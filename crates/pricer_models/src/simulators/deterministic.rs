//! Deterministic curves as a numeraire simulator.
//!
//! Every path is identical: the numeraire is the inverse discount factor of a
//! flat curve, floating rate indices are simple forwards read off forecast
//! curves and FX rates are forwards implied by covered interest parity.

use std::collections::BTreeMap;

use pricer_core::market_data::curves::{FlatCurve, FxForwardCurve};
use pricer_core::traits::{NumeraireSimulator, Simulator};
use pricer_core::types::{Currency, CurrencyPair, Date, MarketObservable, SimulationError};

use super::calendar::Calendar;
use super::error::ModelError;

/// Deterministic discounting, forecasting and FX.
///
/// # Examples
///
/// ```
/// use pricer_core::market_data::curves::FlatCurve;
/// use pricer_core::traits::{NumeraireSimulator, Simulator};
/// use pricer_core::types::{Currency, Date};
/// use pricer_models::simulators::DeterministicCurves;
///
/// let value_date = Date::from_ymd(2025, 1, 1).unwrap();
/// let pay_date = Date::from_ymd(2026, 1, 1).unwrap();
/// let curve = FlatCurve::new(value_date, 0.05, Currency::ZAR);
///
/// let mut sim = DeterministicCurves::new(curve);
/// sim.set_numeraire_dates(&[value_date, pay_date]);
/// sim.prepare(value_date).unwrap();
/// sim.run_simulation(0).unwrap();
///
/// let df = sim.numeraire(value_date).unwrap() / sim.numeraire(pay_date).unwrap();
/// assert!((df - (-0.05_f64).exp()).abs() < 1e-12);
/// ```
#[derive(Debug, Clone)]
pub struct DeterministicCurves {
    discount: FlatCurve,
    forecast: BTreeMap<MarketObservable, FlatCurve>,
    fx: BTreeMap<CurrencyPair, FxForwardCurve>,
    calendar: Calendar,
    prepared: Option<Prepared>,
}

/// Values at every registered date, computed once by `prepare`.
#[derive(Debug, Clone)]
struct Prepared {
    numeraire: BTreeMap<Date, f64>,
    indices: BTreeMap<MarketObservable, BTreeMap<Date, f64>>,
}

impl DeterministicCurves {
    /// Discounts on `discount`; the numeraire currency is the curve currency.
    pub fn new(discount: FlatCurve) -> Self {
        Self {
            discount,
            forecast: BTreeMap::new(),
            fx: BTreeMap::new(),
            calendar: Calendar::default(),
            prepared: None,
        }
    }

    /// Adds a forecast curve for a floating rate index.
    ///
    /// # Errors
    ///
    /// - `ModelError::WrongObservableKind` unless `index` is a floating rate index
    /// - `ModelError::CurrencyMismatch` if the curve is in another currency
    /// - `ModelError::DuplicateObservable` if `index` already has a curve
    pub fn with_forecast_curve(
        mut self,
        index: MarketObservable,
        curve: FlatCurve,
    ) -> Result<Self, ModelError> {
        let MarketObservable::FloatRateIndex { currency, .. } = &index else {
            return Err(ModelError::WrongObservableKind(index));
        };
        if *currency != curve.currency() {
            return Err(ModelError::CurrencyMismatch {
                observable: index,
                actual: curve.currency(),
            });
        }
        if self.forecast.contains_key(&index) {
            return Err(ModelError::DuplicateObservable(index));
        }
        self.forecast.insert(index, curve);
        Ok(self)
    }

    /// Adds an FX forward curve. The inverse pair is served as well.
    ///
    /// # Errors
    ///
    /// `ModelError::DuplicateObservable` if the pair or its inverse is
    /// already modelled.
    pub fn with_fx_curve(mut self, curve: FxForwardCurve) -> Result<Self, ModelError> {
        let pair = curve.pair();
        if self.fx.contains_key(&pair) || self.fx.contains_key(&pair.inverse()) {
            return Err(ModelError::DuplicateObservable(pair.into()));
        }
        self.fx.insert(pair, curve);
        Ok(self)
    }

    /// The discount curve.
    pub fn discount_curve(&self) -> &FlatCurve {
        &self.discount
    }

    fn value_of(&self, index: &MarketObservable, date: Date) -> Result<f64, SimulationError> {
        match index {
            MarketObservable::FloatRateIndex { tenor, .. } => match self.forecast.get(index) {
                Some(curve) => Ok(curve.forward_rate(date, *tenor)?),
                None => Err(SimulationError::UnsupportedObservable(index.clone())),
            },
            MarketObservable::CurrencyPair(pair) => {
                if let Some(curve) = self.fx.get(pair) {
                    Ok(curve.forward(date)?)
                } else if let Some(curve) = self.fx.get(&pair.inverse()) {
                    Ok(1.0 / curve.forward(date)?)
                } else {
                    Err(SimulationError::UnsupportedObservable(index.clone()))
                }
            }
            _ => Err(SimulationError::UnsupportedObservable(index.clone())),
        }
    }

    fn prepared(&self) -> Result<&Prepared, SimulationError> {
        self.prepared
            .as_ref()
            .ok_or_else(|| SimulationError::NotPrepared("deterministic curves".to_string()))
    }
}

impl Simulator for DeterministicCurves {
    fn provides_index(&self, index: &MarketObservable) -> bool {
        match index {
            MarketObservable::FloatRateIndex { .. } => self.forecast.contains_key(index),
            MarketObservable::CurrencyPair(pair) => {
                self.fx.contains_key(pair) || self.fx.contains_key(&pair.inverse())
            }
            _ => false,
        }
    }

    fn reset(&mut self) {
        self.calendar.clear();
        self.prepared = None;
    }

    fn set_required_dates(&mut self, index: &MarketObservable, dates: &[Date]) {
        self.calendar.add_index_dates(index, dates);
    }

    fn prepare(&mut self, value_date: Date) -> Result<(), SimulationError> {
        let mut numeraire_dates = self.calendar.numeraire_dates().clone();
        numeraire_dates.insert(value_date);
        let numeraire = numeraire_dates
            .into_iter()
            .map(|d| Ok((d, 1.0 / self.discount.discount_factor(d)?)))
            .collect::<Result<_, SimulationError>>()?;

        let mut indices = BTreeMap::new();
        for (index, dates) in self.calendar.indices() {
            if !self.provides_index(index) {
                return Err(SimulationError::UnsupportedObservable(index.clone()));
            }
            let values = dates
                .iter()
                .map(|&d| Ok((d, self.value_of(index, d)?)))
                .collect::<Result<_, SimulationError>>()?;
            indices.insert(index.clone(), values);
        }

        self.prepared = Some(Prepared { numeraire, indices });
        Ok(())
    }

    fn run_simulation(&mut self, _path_index: usize) -> Result<(), SimulationError> {
        self.prepared().map(|_| ())
    }

    fn indices(&self, index: &MarketObservable, dates: &[Date]) -> Result<Vec<f64>, SimulationError> {
        let prepared = self.prepared()?;
        let Some(values) = prepared.indices.get(index) else {
            return Err(if self.provides_index(index) {
                SimulationError::NotPrepared(format!("no dates registered for {index}"))
            } else {
                SimulationError::UnsupportedObservable(index.clone())
            });
        };
        dates
            .iter()
            .map(|date| {
                values
                    .get(date)
                    .copied()
                    .ok_or_else(|| SimulationError::UnregisteredDate {
                        observable: index.to_string(),
                        date: *date,
                    })
            })
            .collect()
    }

    fn underlying_factors(&self, _date: Date) -> Result<Vec<f64>, SimulationError> {
        self.prepared().map(|_| Vec::new())
    }

    fn clone_box(&self) -> Box<dyn Simulator> {
        Box::new(self.clone())
    }
}

impl NumeraireSimulator for DeterministicCurves {
    fn numeraire_currency(&self) -> Option<Currency> {
        Some(self.discount.currency())
    }

    fn numeraire(&self, date: Date) -> Result<f64, SimulationError> {
        self.prepared()?
            .numeraire
            .get(&date)
            .copied()
            .ok_or_else(|| SimulationError::UnregisteredDate {
                observable: "numeraire".to_string(),
                date,
            })
    }

    fn set_numeraire_dates(&mut self, dates: &[Date]) {
        self.calendar.add_numeraire_dates(dates);
    }

    fn clone_numeraire(&self) -> Box<dyn NumeraireSimulator> {
        Box::new(self.clone())
    }
}

#[cfg(test)]
mod tests {
    use super::*;
    use approx::assert_relative_eq;
    use pricer_core::market_data::MarketDataError;
    use pricer_core::types::Tenor;

    fn date(y: i32, m: u32) -> Date {
        Date::from_ymd(y, m, 1).unwrap()
    }

    fn zar() -> FlatCurve {
        FlatCurve::new(date(2025, 1), 0.07, Currency::ZAR)
    }

    fn usdzar() -> FxForwardCurve {
        let usd = FlatCurve::new(date(2025, 1), 0.04, Currency::USD);
        let pair = CurrencyPair::new(Currency::USD, Currency::ZAR).unwrap();
        FxForwardCurve::new(pair, 18.0, usd, zar()).unwrap()
    }

    fn jibar() -> MarketObservable {
        MarketObservable::float_rate_index(Currency::ZAR, "JIBAR", Tenor::months(3))
    }

    #[test]
    fn test_queries_before_prepare_fail() {
        let mut sim = DeterministicCurves::new(zar());
        assert!(matches!(
            sim.run_simulation(0),
            Err(SimulationError::NotPrepared(_))
        ));
        assert!(sim.numeraire(date(2025, 1)).is_err());
    }

    #[test]
    fn test_forecast_and_fx_values() {
        let pair = CurrencyPair::new(Currency::USD, Currency::ZAR).unwrap();
        let fx = MarketObservable::from(pair);
        let inverse = MarketObservable::from(pair.inverse());
        let mut sim = DeterministicCurves::new(zar())
            .with_forecast_curve(jibar(), FlatCurve::new(date(2025, 1), 0.08, Currency::ZAR))
            .unwrap()
            .with_fx_curve(usdzar())
            .unwrap();
        assert!(sim.provides_index(&inverse));

        let fixing = date(2025, 7);
        sim.set_required_dates(&jibar(), &[fixing]);
        sim.set_required_dates(&fx, &[fixing]);
        sim.set_required_dates(&inverse, &[fixing]);
        sim.prepare(date(2025, 1)).unwrap();
        sim.run_simulation(3).unwrap();

        let rate = sim.indices(&jibar(), &[fixing]).unwrap()[0];
        assert!(rate > 0.079 && rate < 0.082);

        let forward = sim.indices(&fx, &[fixing]).unwrap()[0];
        assert_relative_eq!(forward, usdzar().forward(fixing).unwrap(), epsilon = 1e-12);
        assert_relative_eq!(
            sim.indices(&inverse, &[fixing]).unwrap()[0],
            1.0 / forward,
            epsilon = 1e-12
        );
    }

    #[test]
    fn test_unregistered_date_rejected() {
        let mut sim = DeterministicCurves::new(zar())
            .with_forecast_curve(jibar(), zar())
            .unwrap();
        sim.set_required_dates(&jibar(), &[date(2025, 7)]);
        sim.prepare(date(2025, 1)).unwrap();
        let err = sim.indices(&jibar(), &[date(2025, 8)]).unwrap_err();
        assert_eq!(
            err,
            SimulationError::UnregisteredDate {
                observable: "ZAR:JIBAR:3M".to_string(),
                date: date(2025, 8),
            }
        );
    }

    #[test]
    fn test_duplicate_curves_rejected() {
        let sim = DeterministicCurves::new(zar())
            .with_forecast_curve(jibar(), zar())
            .unwrap();
        assert!(matches!(
            sim.with_forecast_curve(jibar(), zar()),
            Err(ModelError::DuplicateObservable(_))
        ));

        let zarusd = FxForwardCurve::new(
            CurrencyPair::new(Currency::ZAR, Currency::USD).unwrap(),
            1.0 / 18.0,
            zar(),
            FlatCurve::new(date(2025, 1), 0.04, Currency::USD),
        )
        .unwrap();
        let sim = DeterministicCurves::new(zar()).with_fx_curve(usdzar()).unwrap();
        assert!(matches!(
            sim.with_fx_curve(zarusd),
            Err(ModelError::DuplicateObservable(_))
        ));
    }

    #[test]
    fn test_forecast_curve_checks() {
        let share = MarketObservable::share(Currency::ZAR, "AAA");
        assert!(matches!(
            DeterministicCurves::new(zar()).with_forecast_curve(share, zar()),
            Err(ModelError::WrongObservableKind(_))
        ));
        let usd = FlatCurve::new(date(2025, 1), 0.04, Currency::USD);
        assert!(matches!(
            DeterministicCurves::new(zar()).with_forecast_curve(jibar(), usd),
            Err(ModelError::CurrencyMismatch { .. })
        ));
    }

    #[test]
    fn test_value_date_before_anchor_fails_preparation() {
        let mut sim = DeterministicCurves::new(zar());
        let err = sim.prepare(date(2024, 1)).unwrap_err();
        assert!(matches!(
            err,
            SimulationError::MarketData(MarketDataError::DateBeforeAnchor { .. })
        ));
    }

    #[test]
    fn test_reset_forgets_dates() {
        let mut sim = DeterministicCurves::new(zar());
        sim.set_numeraire_dates(&[date(2026, 1)]);
        sim.prepare(date(2025, 1)).unwrap();
        assert!(sim.numeraire(date(2026, 1)).is_ok());

        sim.reset();
        sim.prepare(date(2025, 1)).unwrap();
        assert!(sim.numeraire(date(2026, 1)).is_err());
        assert!(sim.underlying_factors(date(2025, 1)).unwrap().is_empty());
    }
}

= = =

__TASK DESCRIPTION__:
Using the records above, restate word for word the lines from the one with "fn prepare(&mut self, value_date: Date)" through the one with "1.0 / self.discount.discount_factor(d)?)))", both included.

__TASK RESULT__:
    fn prepare(&mut self, value_date: Date) -> Result<(), SimulationError> {
        let mut numeraire_dates = self.calendar.numeraire_dates().clone();
        numeraire_dates.insert(value_date);
        let numeraire = numeraire_dates
            .into_iter()
            .map(|d| Ok((d, 1.0 / self.discount.discount_factor(d)?)))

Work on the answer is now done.